21 de Junho  Ontem disse à Doreen que o governo devia pôr à disposição da população uma sala ou um edifício onde as pessoas se pudessem encontrar, conversar, fazer discursos, desabafar. Ela respondeu-me que as mulheres na China antiga, quando estavam com raiva ou tinham alguma aflição, subiam a pequenos estrados, montados especialmente para elas na rua, e ali davam rédea solta à sua fúria ou à sua tristeza. Essa «prática» parece-me muito mais eficaz do que o método psicanalítico ou o confessionário. Emil Cioran, Cadernos 1957-1972

Ir ao mercado

Ouvido no mercado. Duas mulheres velhas e gordas prestes a terminar a conversa. Uma diz à outra: «Para se viver tranquilo, não devemos sair do rame-rame da vida.» Uma manhã destas, fui ao mercado (como todos os dias). Depois de dar três voltas, saí incapaz de me decidir por o que quer que fosse. Nada me tentava, não tinha vontade de nada. Em tudo, a escolha tem sido a minha perdição ao longo da vida. Noutro dia, no mercado, olhei por um instante para uma cabeça de boi cuja pele tinha sido arrancada. Os olhos, ou o que deles restava, deram-me um calafrio terrível. No mercado, uma mulher horrível, com cabeça de águia, começou a gritar comigo porque eu tinha acabado de passar entre ela e a banca. «Você não é educado. Um cavalheiro não deve passar à frente de uma mulher, etc.» Ela insiste. Fraqueza incrível da minha parte, tento justificar-me e enervo-me tanto como a mulherzinha. Nisso, como sempre, sensação de mal-estar físico. Decididamente, só morto alcançarei a indiferença. ...
Um Papa que perdia a fé e abandonava o Vaticano depois de uma declaração pública de ateísmo... Emil Cioran, Cadernos 1957-1972 
Como todos os grandes acontecimentos cá em baixo, o «fim do mundo» chegará com um «primário», com um louco... medíocre. Emil Cioran, Cadernos 1957-1972 
Antes de imprimir uma cópia de trabalho, passo os olhos outra vez pela tradução dos  Cadernos . Substituo algumas palavras, corrijo advérbios, corto pronomes, inverto a ordem, verifico se as notas batem certo... Podia andar anos nisto. Um tabuleiro de Mahjong infinito. (Outro tipo de terapia.)

Campanha eleitoral

É incrível a que ponto o espírito é tão pouco capaz de prever, de admitir, de assimilar as catástrofes. À minha volta só vejo pessoas que não querem acreditar nas catástrofes. Isso vem de uma reacção de defesa completamente natural, mas também de uma falta de cultura histórica. Ora o que é a História senão a disciplina do pior?
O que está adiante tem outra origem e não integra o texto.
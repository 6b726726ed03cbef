//! Stored entity records

use super::ids::{MessageId, NodeId, PropertyId, TagId, UrlId};
use chrono::{DateTime, Utc};
use serde::{Deserialize, Serialize};

/// Kind of finding a message reports
#[derive(Debug, Clone, Copy, PartialEq, Eq, Hash, PartialOrd, Ord, Serialize, Deserialize)]
#[serde(rename_all = "lowercase")]
pub enum MessageType {
    Violation,
    Pass,
    Error,
}

impl MessageType {
    /// Column value used by the store
    pub fn as_str(&self) -> &'static str {
        match self {
            Self::Violation => "violation",
            Self::Pass => "pass",
            Self::Error => "error",
        }
    }

    /// Parse a stored column value
    pub fn parse(raw: &str) -> Option<Self> {
        match raw {
            "violation" => Some(Self::Violation),
            "pass" => Some(Self::Pass),
            "error" => Some(Self::Error),
            _ => None,
        }
    }

    /// Whether the finding is persisted as a standalone fact.
    ///
    /// Passing findings are not: a node passes when a later scan stops
    /// reporting it.
    pub fn is_actionable(&self) -> bool {
        !matches!(self, Self::Pass)
    }
}

impl std::fmt::Display for MessageType {
    fn fmt(&self, f: &mut std::fmt::Formatter<'_>) -> std::fmt::Result {
        f.write_str(self.as_str())
    }
}

/// Equalification status of a node
#[derive(Debug, Clone, Copy, PartialEq, Eq, Hash, Serialize, Deserialize)]
#[serde(rename_all = "lowercase")]
pub enum NodeStatus {
    /// The node still exhibits a reported condition
    Flagged,
    /// The node is no longer reported
    Equalified,
}

impl NodeStatus {
    pub fn from_equalified(equalified: bool) -> Self {
        if equalified {
            Self::Equalified
        } else {
            Self::Flagged
        }
    }

    pub fn is_equalified(&self) -> bool {
        matches!(self, Self::Equalified)
    }
}

impl std::fmt::Display for NodeStatus {
    fn fmt(&self, f: &mut std::fmt::Formatter<'_>) -> std::fmt::Result {
        match self {
            Self::Flagged => f.write_str("flagged"),
            Self::Equalified => f.write_str("equalified"),
        }
    }
}

/// A scanned web property
#[derive(Debug, Clone, PartialEq, Serialize, Deserialize)]
pub struct Property {
    pub id: PropertyId,
    pub name: String,
}

/// A URL belonging to exactly one property; unique by `(url, property_id)`
#[derive(Debug, Clone, PartialEq, Serialize, Deserialize)]
pub struct Url {
    pub id: UrlId,
    pub url: String,
    pub property_id: PropertyId,
}

/// A finding template; unique by `(text, message_type)` across all properties
#[derive(Debug, Clone, PartialEq, Serialize, Deserialize)]
pub struct Message {
    pub id: MessageId,
    pub text: String,
    pub message_type: MessageType,
}

/// A rule-category label; unique by text
#[derive(Debug, Clone, PartialEq, Serialize, Deserialize)]
pub struct Tag {
    pub id: TagId,
    pub text: String,
}

/// A DOM node signature; unique by HTML snippet
#[derive(Debug, Clone, PartialEq, Serialize, Deserialize)]
pub struct Node {
    pub id: NodeId,
    pub html: String,
    /// Target selectors reported with the node. Not part of its identity.
    pub targets: Vec<String>,
    /// Mirror of the status of the node's latest [`NodeUpdate`]
    pub equalified: bool,
}

impl Node {
    pub fn status(&self) -> NodeStatus {
        NodeStatus::from_equalified(self.equalified)
    }
}

/// One entry of a node's append-only status history
#[derive(Debug, Clone, PartialEq, Serialize, Deserialize)]
pub struct NodeUpdate {
    pub node_id: NodeId,
    pub equalified: bool,
    pub timestamp: DateTime<Utc>,
}

impl NodeUpdate {
    pub fn status(&self) -> NodeStatus {
        NodeStatus::from_equalified(self.equalified)
    }
}
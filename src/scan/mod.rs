//! Incoming scan documents and their preprocessing

mod document;
mod preprocess;

pub use document::{DocumentError, LocalId, ScanDocument, ScanMessage, ScanNode, ScanTag};
pub use preprocess::{strip_passes, PruneStats};
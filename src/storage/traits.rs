//! Storage trait definitions

use crate::model::{
    Message, MessageId, MessageType, Node, NodeId, NodeUpdate, Property, PropertyId, Tag, TagId,
    Url, UrlId,
};
use chrono::{DateTime, Utc};
use rusqlite::ErrorCode;
use serde::Serialize;
use std::collections::BTreeSet;
use std::path::Path;
use thiserror::Error;

/// Errors that can occur during storage operations
#[derive(Debug, Error)]
pub enum StorageError {
    /// The store could not be reached or is refusing work (open failure,
    /// busy/locked database, I/O failure).
    #[error("Store unavailable: {0}")]
    Unavailable(String),

    /// A uniqueness or foreign-key constraint rejected a write
    #[error("Constraint violation: {0}")]
    ConstraintViolation(String),

    #[error("Database error: {0}")]
    Database(rusqlite::Error),

    #[error("Serialization error: {0}")]
    Serialization(#[from] serde_json::Error),

    #[error("IO error: {0}")]
    Io(#[from] std::io::Error),

    #[error("Date parsing error: {0}")]
    DateParse(String),

    #[error("Corrupt row: {0}")]
    Corrupt(String),
}

impl StorageError {
    pub fn is_constraint_violation(&self) -> bool {
        matches!(self, Self::ConstraintViolation(_))
    }

    pub fn is_unavailable(&self) -> bool {
        matches!(self, Self::Unavailable(_) | Self::Io(_))
    }
}

impl From<rusqlite::Error> for StorageError {
    fn from(err: rusqlite::Error) -> Self {
        if let rusqlite::Error::SqliteFailure(failure, detail) = &err {
            let detail = detail.clone().unwrap_or_else(|| failure.to_string());
            match failure.code {
                ErrorCode::ConstraintViolation => return Self::ConstraintViolation(detail),
                ErrorCode::CannotOpen
                | ErrorCode::DatabaseBusy
                | ErrorCode::DatabaseLocked
                | ErrorCode::SystemIoFailure => return Self::Unavailable(detail),
                _ => {}
            }
        }
        Self::Database(err)
    }
}

/// Result type for storage operations
pub type StorageResult<T> = Result<T, StorageError>;

/// Row counts for every table, used for diagnostics
#[derive(Debug, Clone, Copy, Default, PartialEq, Eq, Serialize)]
pub struct StoreCounts {
    pub properties: usize,
    pub urls: usize,
    pub messages: usize,
    pub tags: usize,
    pub nodes: usize,
    pub node_updates: usize,
    pub message_nodes: usize,
    pub message_tags: usize,
    pub message_urls: usize,
    pub node_urls: usize,
    pub message_properties: usize,
}

/// Operations available inside one unit of work.
///
/// Every method runs against the same open transaction; nothing is visible to
/// other connections until the enclosing [`ScanStore::atomically`] commits.
/// `insert_*` methods fail with [`StorageError::ConstraintViolation`] when the
/// natural key already exists. `link_*` methods are idempotent and return
/// whether a new edge row was written.
pub trait StoreTx {
    // === Properties ===

    fn create_property(&self, name: &str) -> StorageResult<PropertyId>;

    fn property_exists(&self, id: PropertyId) -> StorageResult<bool>;

    fn list_properties(&self) -> StorageResult<Vec<Property>>;

    // === Entity lookup / creation by natural key ===

    fn find_message(&self, text: &str, message_type: MessageType) -> StorageResult<Option<MessageId>>;

    fn insert_message(&self, text: &str, message_type: MessageType) -> StorageResult<MessageId>;

    fn find_tag(&self, text: &str) -> StorageResult<Option<TagId>>;

    fn insert_tag(&self, text: &str) -> StorageResult<TagId>;

    fn find_node(&self, html: &str) -> StorageResult<Option<NodeId>>;

    /// Create a node with `equalified = false`
    fn insert_node(&self, html: &str, targets: &[String]) -> StorageResult<NodeId>;

    fn find_url(&self, url: &str, property: PropertyId) -> StorageResult<Option<UrlId>>;

    fn insert_url(&self, url: &str, property: PropertyId) -> StorageResult<UrlId>;

    fn load_node(&self, id: NodeId) -> StorageResult<Option<Node>>;

    fn load_tag(&self, id: TagId) -> StorageResult<Option<Tag>>;

    fn load_message(&self, id: MessageId) -> StorageResult<Option<Message>>;

    fn load_url(&self, id: UrlId) -> StorageResult<Option<Url>>;

    // === Message edges diffed per scan ===

    fn message_node_ids(&self, message: MessageId) -> StorageResult<BTreeSet<NodeId>>;

    fn link_message_node(&self, message: MessageId, node: NodeId) -> StorageResult<bool>;

    fn unlink_message_node(&self, message: MessageId, node: NodeId) -> StorageResult<bool>;

    fn message_tag_ids(&self, message: MessageId) -> StorageResult<BTreeSet<TagId>>;

    fn link_message_tag(&self, message: MessageId, tag: TagId) -> StorageResult<bool>;

    fn unlink_message_tag(&self, message: MessageId, tag: TagId) -> StorageResult<bool>;

    // === Append-only edges ===

    fn link_message_url(&self, message: MessageId, url: UrlId) -> StorageResult<bool>;

    fn link_message_property(&self, message: MessageId, property: PropertyId) -> StorageResult<bool>;

    fn link_node_url(&self, node: NodeId, url: UrlId) -> StorageResult<bool>;

    /// Nodes linked to a URL through the node/url edge set
    fn node_ids_for_url(&self, url: UrlId) -> StorageResult<BTreeSet<NodeId>>;

    // === Node status history ===

    /// Most recent history entry of a node
    fn latest_node_update(&self, node: NodeId) -> StorageResult<Option<NodeUpdate>>;

    /// Full history of a node, oldest first
    fn node_updates(&self, node: NodeId) -> StorageResult<Vec<NodeUpdate>>;

    /// Append a history entry and return it as written.
    ///
    /// The per-node log is strictly time-ordered: if `at` is not after the
    /// node's latest entry, the entry is stamped one microsecond after it.
    fn append_node_update(
        &self,
        node: NodeId,
        equalified: bool,
        at: DateTime<Utc>,
    ) -> StorageResult<NodeUpdate>;

    fn set_node_equalified(&self, node: NodeId, equalified: bool) -> StorageResult<()>;

    // === Orphan checks ===

    /// Number of message edges pointing at a tag
    fn tag_reference_count(&self, tag: TagId) -> StorageResult<usize>;

    /// Number of message edges pointing at a node
    fn node_reference_count(&self, node: NodeId) -> StorageResult<usize>;

    fn delete_tag(&self, tag: TagId) -> StorageResult<bool>;
}

/// A store that can run a closure as one atomic unit of work.
///
/// Implementations must be thread-safe (Send + Sync) so independent scans
/// can be reconciled from several threads; racing writers are arbitrated by
/// the store's uniqueness constraints.
pub trait ScanStore: Send + Sync {
    /// Run `work` inside a transaction.
    ///
    /// Commits when `work` returns `Ok`; rolls back every effect when it
    /// returns `Err` or when the commit itself fails.
    fn atomically<T, E, F>(&self, work: F) -> Result<T, E>
    where
        F: FnOnce(&dyn StoreTx) -> Result<T, E>,
        E: From<StorageError>;
}

/// Extension trait for opening stores from paths
pub trait OpenStore: ScanStore + Sized {
    /// Open or create a store at the given path
    fn open(path: impl AsRef<Path>) -> StorageResult<Self>;

    /// Create an in-memory store (useful for testing)
    fn open_in_memory() -> StorageResult<Self>;
}
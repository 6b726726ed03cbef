//! Surrogate identifiers for stored entities

use serde::{Deserialize, Serialize};

macro_rules! entity_id {
    ($(#[$doc:meta])* $name:ident) => {
        $(#[$doc])*
        #[derive(Debug, Clone, Copy, PartialEq, Eq, PartialOrd, Ord, Hash, Serialize, Deserialize)]
        #[serde(transparent)]
        pub struct $name(i64);

        impl $name {
            /// Wrap a raw row ID
            pub fn from_raw(raw: i64) -> Self {
                Self(raw)
            }

            /// The raw row ID
            pub fn get(self) -> i64 {
                self.0
            }
        }

        impl From<i64> for $name {
            fn from(raw: i64) -> Self {
                Self(raw)
            }
        }

        impl std::fmt::Display for $name {
            fn fmt(&self, f: &mut std::fmt::Formatter<'_>) -> std::fmt::Result {
                write!(f, "{}", self.0)
            }
        }

        impl std::str::FromStr for $name {
            type Err = std::num::ParseIntError;

            fn from_str(s: &str) -> Result<Self, Self::Err> {
                s.trim().parse().map(Self)
            }
        }
    };
}

entity_id!(
    /// Identifier of a scanned web property
    PropertyId
);
entity_id!(
    /// Identifier of a URL within a property
    UrlId
);
entity_id!(
    /// Identifier of a deduplicated finding template
    MessageId
);
entity_id!(
    /// Identifier of a rule-category label
    TagId
);
entity_id!(
    /// Identifier of a DOM node signature
    NodeId
);
//! Common test utilities for reconciliation scenarios
//!
//! Provides a seeded store, scan document builders, and `FaultyStore`, a
//! `ScanStore` wrapper that injects failures and stale lookups.

#![allow(dead_code)]

use chrono::{DateTime, Duration, TimeZone, Utc};
use equalify_reconcile::model::{
    Message, MessageId, MessageType, Node, NodeId, NodeUpdate, Property, PropertyId, Tag, TagId,
    Url, UrlId,
};
use equalify_reconcile::{OpenStore, ScanDocument, ScanStore, SqliteStore, StorageError, StorageResult, StoreTx};
use std::collections::BTreeSet;
use std::sync::atomic::{AtomicBool, AtomicUsize, Ordering};

pub const PAGE: &str = "https://shop.example.com/checkout";

/// A raw scan document as the scanner emits it
pub const CHECKOUT_SCAN_JSON: &str = r##"{
  "url": "https://shop.example.com/checkout",
  "messages": [
    {
      "message": "Form elements must have labels",
      "type": "violation",
      "relatedTagIds": [1, 2],
      "relatedNodeIds": ["n1", "n2"]
    },
    {
      "message": "Document has a title",
      "type": "pass",
      "relatedTagIds": [3],
      "relatedNodeIds": []
    },
    {
      "message": "Color contrast could not be computed",
      "type": "error",
      "relatedNodeIds": ["n3"]
    }
  ],
  "tags": [
    { "tagId": 1, "tag": "wcag2a" },
    { "tagId": 2, "tag": "cat.forms" },
    { "tagId": 3, "tag": "cat.semantics" }
  ],
  "nodes": [
    { "nodeId": "n1", "html": "<input id=\"email\">", "targets": ["#email"] },
    { "nodeId": "n2", "html": "<input id=\"zip\">", "targets": ["#zip"] },
    { "nodeId": "n3", "html": "<span class=\"total\">$12</span>" }
  ]
}"##;

/// Fixed clock for scan N
pub fn scan_time(n: i64) -> DateTime<Utc> {
    Utc.with_ymd_and_hms(2024, 3, 1, 9, 0, 0).single().unwrap_or_else(Utc::now) + Duration::days(n)
}

pub fn store_with_property(name: &str) -> (SqliteStore, PropertyId) {
    let store = SqliteStore::open_in_memory().expect("in-memory store");
    let property = store
        .atomically(|tx| tx.create_property(name))
        .expect("create property");
    (store, property)
}

/// One violation per node, each tagged with `wcag2a`
pub fn violations_on(nodes: &[&str]) -> ScanDocument {
    let mut doc = ScanDocument::new(PAGE).with_tag(1, "wcag2a");
    for (i, html) in nodes.iter().enumerate() {
        let local = i as i64 + 1;
        doc = doc.with_node(local, *html, [format!("#node-{local}")]).with_message(
            format!("Violation on {html}"),
            MessageType::Violation,
            [1],
            [local],
        );
    }
    doc
}

/// One message reporting every node in `nodes`
pub fn message_on(text: &str, nodes: &[&str]) -> ScanDocument {
    let mut doc = ScanDocument::new(PAGE);
    let mut ids = Vec::new();
    for (i, html) in nodes.iter().enumerate() {
        let local = i as i64 + 1;
        doc = doc.with_node(local, *html, Vec::<String>::new());
        ids.push(local);
    }
    doc.with_message(text, MessageType::Violation, Vec::<i64>::new(), ids)
}

/// Read-only helper: run `f` in its own transaction
pub fn read<T>(store: &impl ScanStore, f: impl FnOnce(&dyn StoreTx) -> StorageResult<T>) -> T {
    store.atomically(f).expect("read transaction")
}

pub fn node_id(store: &impl ScanStore, html: &str) -> NodeId {
    read(store, |tx| tx.find_node(html)).expect("node exists")
}

pub fn history(store: &impl ScanStore, html: &str) -> Vec<bool> {
    let node = node_id(store, html);
    read(store, |tx| tx.node_updates(node))
        .into_iter()
        .map(|u| u.equalified)
        .collect()
}

/// Faults injected by [`FaultyStore`]
#[derive(Debug, Default)]
pub struct Faults {
    /// Fail the equalification stage's node listing
    pub fail_tracking: AtomicBool,
    /// Report "not found" for this many tag lookups, as if another writer
    /// inserted the tag between our lookup and our insert
    pub stale_tag_lookups: AtomicUsize,
}

/// Wraps a store and injects [`Faults`] into every transaction
pub struct FaultyStore {
    pub inner: SqliteStore,
    pub faults: Faults,
}

impl FaultyStore {
    pub fn new(inner: SqliteStore) -> Self {
        Self {
            inner,
            faults: Faults::default(),
        }
    }
}

impl ScanStore for FaultyStore {
    fn atomically<T, E, F>(&self, work: F) -> Result<T, E>
    where
        F: FnOnce(&dyn StoreTx) -> Result<T, E>,
        E: From<StorageError>,
    {
        self.inner.atomically(|tx| {
            let faulty = FaultyTx {
                inner: tx,
                faults: &self.faults,
            };
            work(&faulty)
        })
    }
}

struct FaultyTx<'a> {
    inner: &'a dyn StoreTx,
    faults: &'a Faults,
}

impl StoreTx for FaultyTx<'_> {
    fn create_property(&self, name: &str) -> StorageResult<PropertyId> {
        self.inner.create_property(name)
    }

    fn property_exists(&self, id: PropertyId) -> StorageResult<bool> {
        self.inner.property_exists(id)
    }

    fn list_properties(&self) -> StorageResult<Vec<Property>> {
        self.inner.list_properties()
    }

    fn find_message(&self, text: &str, message_type: MessageType) -> StorageResult<Option<MessageId>> {
        self.inner.find_message(text, message_type)
    }

    fn insert_message(&self, text: &str, message_type: MessageType) -> StorageResult<MessageId> {
        self.inner.insert_message(text, message_type)
    }

    fn find_tag(&self, text: &str) -> StorageResult<Option<TagId>> {
        let stale = self
            .faults
            .stale_tag_lookups
            .fetch_update(Ordering::SeqCst, Ordering::SeqCst, |n| n.checked_sub(1))
            .is_ok();
        if stale {
            return Ok(None);
        }
        self.inner.find_tag(text)
    }

    fn insert_tag(&self, text: &str) -> StorageResult<TagId> {
        self.inner.insert_tag(text)
    }

    fn find_node(&self, html: &str) -> StorageResult<Option<NodeId>> {
        self.inner.find_node(html)
    }

    fn insert_node(&self, html: &str, targets: &[String]) -> StorageResult<NodeId> {
        self.inner.insert_node(html, targets)
    }

    fn find_url(&self, url: &str, property: PropertyId) -> StorageResult<Option<UrlId>> {
        self.inner.find_url(url, property)
    }

    fn insert_url(&self, url: &str, property: PropertyId) -> StorageResult<UrlId> {
        self.inner.insert_url(url, property)
    }

    fn load_node(&self, id: NodeId) -> StorageResult<Option<Node>> {
        self.inner.load_node(id)
    }

    fn load_tag(&self, id: TagId) -> StorageResult<Option<Tag>> {
        self.inner.load_tag(id)
    }

    fn load_message(&self, id: MessageId) -> StorageResult<Option<Message>> {
        self.inner.load_message(id)
    }

    fn load_url(&self, id: UrlId) -> StorageResult<Option<Url>> {
        self.inner.load_url(id)
    }

    fn message_node_ids(&self, message: MessageId) -> StorageResult<BTreeSet<NodeId>> {
        self.inner.message_node_ids(message)
    }

    fn link_message_node(&self, message: MessageId, node: NodeId) -> StorageResult<bool> {
        self.inner.link_message_node(message, node)
    }

    fn unlink_message_node(&self, message: MessageId, node: NodeId) -> StorageResult<bool> {
        self.inner.unlink_message_node(message, node)
    }

    fn message_tag_ids(&self, message: MessageId) -> StorageResult<BTreeSet<TagId>> {
        self.inner.message_tag_ids(message)
    }

    fn link_message_tag(&self, message: MessageId, tag: TagId) -> StorageResult<bool> {
        self.inner.link_message_tag(message, tag)
    }

    fn unlink_message_tag(&self, message: MessageId, tag: TagId) -> StorageResult<bool> {
        self.inner.unlink_message_tag(message, tag)
    }

    fn link_message_url(&self, message: MessageId, url: UrlId) -> StorageResult<bool> {
        self.inner.link_message_url(message, url)
    }

    fn link_message_property(&self, message: MessageId, property: PropertyId) -> StorageResult<bool> {
        self.inner.link_message_property(message, property)
    }

    fn link_node_url(&self, node: NodeId, url: UrlId) -> StorageResult<bool> {
        self.inner.link_node_url(node, url)
    }

    fn node_ids_for_url(&self, url: UrlId) -> StorageResult<BTreeSet<NodeId>> {
        if self.faults.fail_tracking.load(Ordering::SeqCst) {
            return Err(StorageError::Unavailable("injected fault".to_string()));
        }
        self.inner.node_ids_for_url(url)
    }

    fn latest_node_update(&self, node: NodeId) -> StorageResult<Option<NodeUpdate>> {
        self.inner.latest_node_update(node)
    }

    fn node_updates(&self, node: NodeId) -> StorageResult<Vec<NodeUpdate>> {
        self.inner.node_updates(node)
    }

    fn append_node_update(
        &self,
        node: NodeId,
        equalified: bool,
        at: DateTime<Utc>,
    ) -> StorageResult<NodeUpdate> {
        self.inner.append_node_update(node, equalified, at)
    }

    fn set_node_equalified(&self, node: NodeId, equalified: bool) -> StorageResult<()> {
        self.inner.set_node_equalified(node, equalified)
    }

    fn tag_reference_count(&self, tag: TagId) -> StorageResult<usize> {
        self.inner.tag_reference_count(tag)
    }

    fn node_reference_count(&self, node: NodeId) -> StorageResult<usize> {
        self.inner.node_reference_count(node)
    }

    fn delete_tag(&self, tag: TagId) -> StorageResult<bool> {
        self.inner.delete_tag(tag)
    }
}
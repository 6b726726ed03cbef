//! Per-pass counters
//!
//! Each stage returns its own counts; the coordinator folds them into a
//! [`ReconcileReport`]. Batches of passes are summed with `+=`.

use crate::model::UrlId;
use crate::scan::PruneStats;
use serde::Serialize;
use std::ops::AddAssign;
use uuid::Uuid;

/// How many entities of one kind were created versus found
#[derive(Debug, Clone, Copy, Default, PartialEq, Eq, Serialize)]
pub struct EntityTally {
    pub created: usize,
    pub matched: usize,
}

impl EntityTally {
    pub fn record(&mut self, created: bool) {
        if created {
            self.created += 1;
        } else {
            self.matched += 1;
        }
    }
}

/// Edge rows written and deleted for one relation
#[derive(Debug, Clone, Copy, Default, PartialEq, Eq, Serialize)]
pub struct EdgeTally {
    pub added: usize,
    pub removed: usize,
}

#[derive(Debug, Clone, Copy, Default, PartialEq, Eq, Serialize)]
pub struct EntityCounts {
    pub messages: EntityTally,
    pub tags: EntityTally,
    pub nodes: EntityTally,
    pub urls: EntityTally,
}

#[derive(Debug, Clone, Copy, Default, PartialEq, Eq, Serialize)]
pub struct EdgeCounts {
    pub message_nodes: EdgeTally,
    pub message_tags: EdgeTally,
    pub message_urls: EdgeTally,
    pub node_urls: EdgeTally,
    pub message_properties: EdgeTally,
}

impl EdgeCounts {
    /// Total rows written or deleted across every relation
    pub fn changes(&self) -> usize {
        [
            self.message_nodes,
            self.message_tags,
            self.message_urls,
            self.node_urls,
            self.message_properties,
        ]
        .iter()
        .map(|t| t.added + t.removed)
        .sum()
    }
}

/// Node status changes, by direction
#[derive(Debug, Clone, Copy, Default, PartialEq, Eq, Serialize)]
pub struct TransitionCounts {
    /// flagged -> equalified
    pub equalified: usize,
    /// equalified -> flagged
    pub flagged: usize,
}

#[derive(Debug, Clone, Copy, Default, PartialEq, Eq, Serialize)]
pub struct CleanupCounts {
    pub tags_deleted: usize,
    /// Nodes left without message edges; kept for their history
    pub nodes_orphaned: usize,
}

/// Every counter a pass produces
#[derive(Debug, Clone, Copy, Default, PartialEq, Eq, Serialize)]
pub struct PassCounts {
    pub documents_processed: usize,
    pub pruned: PruneStats,
    pub entities: EntityCounts,
    pub edges: EdgeCounts,
    pub transitions: TransitionCounts,
    pub cleanup: CleanupCounts,
}

/// Result of one committed pass
#[derive(Debug, Clone, PartialEq, Serialize)]
pub struct ReconcileReport {
    /// Correlates log lines of one pass
    pub pass_id: Uuid,
    pub url_id: UrlId,
    pub counts: PassCounts,
}

/// Totals over several documents, each reconciled in its own pass
#[derive(Debug, Clone, Copy, Default, PartialEq, Eq, Serialize)]
pub struct BatchSummary {
    pub documents_failed: usize,
    #[serde(flatten)]
    pub counts: PassCounts,
}

impl BatchSummary {
    pub fn record_success(&mut self, report: &ReconcileReport) {
        self.counts += report.counts;
    }

    pub fn record_failure(&mut self) {
        self.documents_failed += 1;
    }

    pub fn has_failures(&self) -> bool {
        self.documents_failed > 0
    }
}

impl AddAssign for EntityTally {
    fn add_assign(&mut self, rhs: Self) {
        self.created += rhs.created;
        self.matched += rhs.matched;
    }
}

impl AddAssign for EdgeTally {
    fn add_assign(&mut self, rhs: Self) {
        self.added += rhs.added;
        self.removed += rhs.removed;
    }
}

impl AddAssign for EntityCounts {
    fn add_assign(&mut self, rhs: Self) {
        self.messages += rhs.messages;
        self.tags += rhs.tags;
        self.nodes += rhs.nodes;
        self.urls += rhs.urls;
    }
}

impl AddAssign for EdgeCounts {
    fn add_assign(&mut self, rhs: Self) {
        self.message_nodes += rhs.message_nodes;
        self.message_tags += rhs.message_tags;
        self.message_urls += rhs.message_urls;
        self.node_urls += rhs.node_urls;
        self.message_properties += rhs.message_properties;
    }
}

impl AddAssign for TransitionCounts {
    fn add_assign(&mut self, rhs: Self) {
        self.equalified += rhs.equalified;
        self.flagged += rhs.flagged;
    }
}

impl AddAssign for CleanupCounts {
    fn add_assign(&mut self, rhs: Self) {
        self.tags_deleted += rhs.tags_deleted;
        self.nodes_orphaned += rhs.nodes_orphaned;
    }
}

impl AddAssign for PruneStats {
    fn add_assign(&mut self, rhs: Self) {
        self.messages_dropped += rhs.messages_dropped;
        self.tags_pruned += rhs.tags_pruned;
        self.nodes_pruned += rhs.nodes_pruned;
    }
}

impl AddAssign for PassCounts {
    fn add_assign(&mut self, rhs: Self) {
        self.documents_processed += rhs.documents_processed;
        self.pruned += rhs.pruned;
        self.entities += rhs.entities;
        self.edges += rhs.edges;
        self.transitions += rhs.transitions;
        self.cleanup += rhs.cleanup;
    }
}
Quem a cultiva, habitua-se e até lhe ganha o gosto...  Eles não ousariam (foi o que os checos disseram a si mesmos recentemente... até que viram). Os romanos também não acreditavam que Alarico ousaria. Um homem político que rejeita a ideia de catástrofe é um ingénuo e prepara a ruína do seu país. Emil Cioran, Cadernos 1957-1972 
Nostalgia e ansiedade — é a isto que a minha «alma» se resume. Dois estados aos quais correspondem dois abismos: o passado e o futuro. Entre os dois, apenas o ar suficiente para poder respirar, apenas o espaço suficiente para me aguentar de pé Emil Cioran, Cadernos 1957-1972 

Refletir (um postal para a Alexandra)

Conheci escritores obtusos e até mesmo estúpidos; todos os tradutores que conheci eram, sem excepção, inteligentes e muitas vezes mais interessantes do que os autores que traduziam. (Há mais reflexão na tradução do que na «criação».) Emil Cioran, Cadernos 1957-1972 (outubro de 1971).

Uma novidade desastrosa

Todo o dia ruminei sobre um pequeno detalhe extraordinário. Quando Pascal fala do homem, diz: que caos, que contradições, etc. O homem, que novidade ! Esta «novidade», que palavra admirável para definir o carácter anormal da aparição do homem, o imprevisto e o desconcertante de tal fenómeno. Com efeito, o homem é, na natureza, uma novidade, uma novidade desastrosa. Emil Cioran, Cadernos 1957-1972.

Peso e leveza

De volta aos Cadernos de Cioran, na tradução da Cristina. Impressiona-me o número de frases que terminam com reticências. As palavras são firmes, graves, sólidas. Mas também transparentes, leves, musicais. Peso e leveza, em simultâneo. As reticências são talvez um ponto de fuga, um pequeno movimento para libertar energia. Como as pontes que têm de oscilar para não cair.

Menear-se

Todos esses professores, Heidegger à cabeça, que vivem como parasitas de Nietzsche, e que acham que filosofar é falar de filosofia. — Fazem-me pensar nos poetas que imaginam que a missão de um poema é cantar a poesia. Por toda a parte o drama do excesso de consciência: trata-se de um esgotamento de talentos ou de um esgotamento de temas? Dos dois, sem dúvida: falta de inspiração que acompanha a falta de matéria. Desaparecimento da ingenuidade; muito malabarismo, habilidade , nas coisas importantes. O acrobata suplantou o artista, o próprio filósofo não é senão um pedante que se meneia . Emil Cioran, Cadernos 1957-1972.
1 de Janeiro de 1969  Fui passear entre Étréchy e La Ferté-Alais. Neve e nevoeiro, um nevoeiro tão suave que as árvores pareciam fumo imobilizado. Raramente vi uma paisagem tão poética. Tudo era irreal — e depois, por causa do gelo, as estradas estavam desertas.  Entrei num cafezinho em Villeneuve-sur-Auvers, onde ouvi uma canção americana (inglesa?) « Those were the days » que, pela entoação elegíaca, me comoveu mais do que seria de esperar. Emil Cioran, Cadernos 1957-1972.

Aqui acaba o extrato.